Yank is more like Paste, instead of Copy. It uses its own buffer, instead of system-level clipboard.

Normal Case Compare to Kill-Yank Case in Sublime Text 3 / 4
Cut “Delete” as “Delete” in Delete {Line / to (Hard)BOL / to (Hard)EOL / to Mark}
Copy Add to Kill Ring
Paste Yank
Clipboard Own Buffer

The only 4 cases

Talking based on the facts of Sublime Text 3 / 4, the only 4 cases where Yank is concerned are below functions (macros):

  1. Delete Line.
  2. Delete to (Hard)BOL, where BOL stands for beginning of line.
  3. Delete to (Hard)EOL, where EOL stands for end of line.
  4. Delete to Mark.

A separate “clipboard”

When you run the above commands, the target text is not just deleted. It is cut into a separate “clipboard”, different from the system-level one. Later when you run the Yank command, the text is pasted.

A little difference

A little difference is that if you consecutively run the Delete Line command for multiple times, the deleted lines will saved together. Later, when you run the Yank command to paste the text somewhere else, all the lines will be pasted together. By consecutively run I mean you do not change your cursor positions.

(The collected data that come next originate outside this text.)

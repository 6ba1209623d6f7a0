//! Web-specific middleware.

pub mod web_auth;
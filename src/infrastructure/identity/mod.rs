//! Identity provider adapters.

mod identity_toolkit;

pub use identity_toolkit::{
    DEFAULT_IDENTITY_URL, IdentityToolkitClient, classify_error, parse_lookup, parse_sign_in,
};
//! JSON API layer.
//!
//! # Modules
//!
//! - [`dto`] - Response bodies
//! - [`handlers`] - HTTP request handlers
//! - [`middleware`] - Rate limiting and request tracing
//! - [`routes`] - Route configuration

pub mod dto;
pub mod handlers;
pub mod middleware;
pub mod routes;
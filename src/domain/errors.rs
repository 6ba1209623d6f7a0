//! Error taxonomy for the registration flow and its collaborators.

use serde::Deserialize;
use serde::de::IntoDeserializer;
use serde::de::value::{Error as ValueError, StrDeserializer};

/// Message shown when the backend reports the email is registered already.
pub const EMAIL_IN_USE_MESSAGE: &str = "Email is already in use. Please login";
/// Message shown when the backend reports the username is taken.
pub const USERNAME_TAKEN_MESSAGE: &str = "This username is already taken";
/// Message shown when the password is rejected as too weak.
pub const WEAK_PASSWORD_MESSAGE: &str = "Password is too weak. Please try again";

/// Structured error code of the registration backend contract.
///
/// Older backend deployments only send the human-readable message or a
/// provider error string, so those values are accepted as aliases.
#[derive(Debug, Clone, Copy, PartialEq, Eq, Deserialize)]
pub enum BackendErrorCode {
    #[serde(rename = "email-in-use", alias = "Email is already in use")]
    EmailInUse,
    #[serde(rename = "username-taken", alias = "This username is already taken")]
    UsernameTaken,
    #[serde(rename = "auth/weak-password", alias = "weak-password")]
    WeakPassword,
    #[serde(other)]
    Unknown,
}

impl BackendErrorCode {
    /// Parses a wire value, falling back to [`BackendErrorCode::Unknown`].
    pub fn from_wire(value: &str) -> Self {
        let deserializer: StrDeserializer<'_, ValueError> = value.into_deserializer();
        Self::deserialize(deserializer).unwrap_or(Self::Unknown)
    }
}

/// Failure of a registration attempt, one case per user-facing category.
#[derive(Debug, Clone, PartialEq, Eq, thiserror::Error)]
pub enum RegistrationError {
    #[error("email is already in use")]
    EmailInUse,
    #[error("username is already taken")]
    UsernameTaken,
    #[error("password is too weak")]
    WeakPassword,
    #[error("registration failed: {0}")]
    Unclassified(String),
}

impl RegistrationError {
    /// Maps a backend code onto the taxonomy; `detail` is kept for unknown codes.
    pub fn from_code(code: BackendErrorCode, detail: impl Into<String>) -> Self {
        match code {
            BackendErrorCode::EmailInUse => Self::EmailInUse,
            BackendErrorCode::UsernameTaken => Self::UsernameTaken,
            BackendErrorCode::WeakPassword => Self::WeakPassword,
            BackendErrorCode::Unknown => Self::Unclassified(detail.into()),
        }
    }

    /// Text to surface to the user. Unclassified failures are only logged.
    pub fn user_message(&self) -> Option<&'static str> {
        match self {
            Self::EmailInUse => Some(EMAIL_IN_USE_MESSAGE),
            Self::UsernameTaken => Some(USERNAME_TAKEN_MESSAGE),
            Self::WeakPassword => Some(WEAK_PASSWORD_MESSAGE),
            Self::Unclassified(_) => None,
        }
    }
}

/// Failure reported by the identity provider.
#[derive(Debug, Clone, PartialEq, Eq, thiserror::Error)]
pub enum IdentityError {
    #[error("invalid email or password")]
    InvalidCredentials,
    #[error("session is invalid or expired")]
    InvalidSession,
    #[error("identity provider error: {0}")]
    Upstream(String),
}

/// Failure to hand text to the host clipboard.
#[derive(Debug, thiserror::Error)]
pub enum ClipboardError {
    #[error("clipboard write failed: {0}")]
    Io(#[from] std::io::Error),
    #[error("clipboard unavailable: {0}")]
    Unavailable(String),
}

#[cfg(test)]
mod tests {
    use super::*;

    #[test]
    fn test_from_wire_structured_codes() {
        assert_eq!(
            BackendErrorCode::from_wire("email-in-use"),
            BackendErrorCode::EmailInUse
        );
        assert_eq!(
            BackendErrorCode::from_wire("username-taken"),
            BackendErrorCode::UsernameTaken
        );
        assert_eq!(
            BackendErrorCode::from_wire("auth/weak-password"),
            BackendErrorCode::WeakPassword
        );
    }

    #[test]
    fn test_from_wire_legacy_messages() {
        assert_eq!(
            BackendErrorCode::from_wire("Email is already in use"),
            BackendErrorCode::EmailInUse
        );
        assert_eq!(
            BackendErrorCode::from_wire("This username is already taken"),
            BackendErrorCode::UsernameTaken
        );
    }

    #[test]
    fn test_from_wire_unknown() {
        assert_eq!(
            BackendErrorCode::from_wire("database exploded"),
            BackendErrorCode::Unknown
        );
        assert_eq!(BackendErrorCode::from_wire(""), BackendErrorCode::Unknown);
    }

    #[test]
    fn test_user_messages() {
        assert_eq!(
            RegistrationError::EmailInUse.user_message(),
            Some("Email is already in use. Please login")
        );
        assert_eq!(
            RegistrationError::UsernameTaken.user_message(),
            Some("This username is already taken")
        );
        assert_eq!(
            RegistrationError::WeakPassword.user_message(),
            Some("Password is too weak. Please try again")
        );
        assert_eq!(
            RegistrationError::Unclassified("boom".into()).user_message(),
            None
        );
    }

    #[test]
    fn test_from_code_keeps_detail_for_unknown() {
        let err = RegistrationError::from_code(BackendErrorCode::Unknown, "HTTP 500");
        assert_eq!(err, RegistrationError::Unclassified("HTTP 500".to_string()));
    }
}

# step 1: run delete line consecutively for 3 times
> delete this line 1
> delete this line 2
> delete this line 3
...
# step 2: run yank and paste 3 lines at once
> line 1
> line 2
> line 3

Source

Use PackageResourceViewer to extract the Default package, where you’ll see that all I said above is from ~200 lines of the kill_ring.py, mark.py and several .sublime-macro files.

Tech Review

Some of my personal viewpoints here. The Kill-Yank is a half-complete feature in Sublime Text. It was introduced very early, trying to offer what Emacs does. This feature has potential, but no more official efforts were put on it from the official side, and it just stayed there.

For a good example, a full-fledged kill-ring is actually a ring that you can make use of, by e.g. yank-pop command. But the Sublime Text kill-ring is just a list of 16 separate slots, and nothing more was added to it.

But anyway, don’t bother. You already have Copy, Paste and Paste From History in Sublime Text.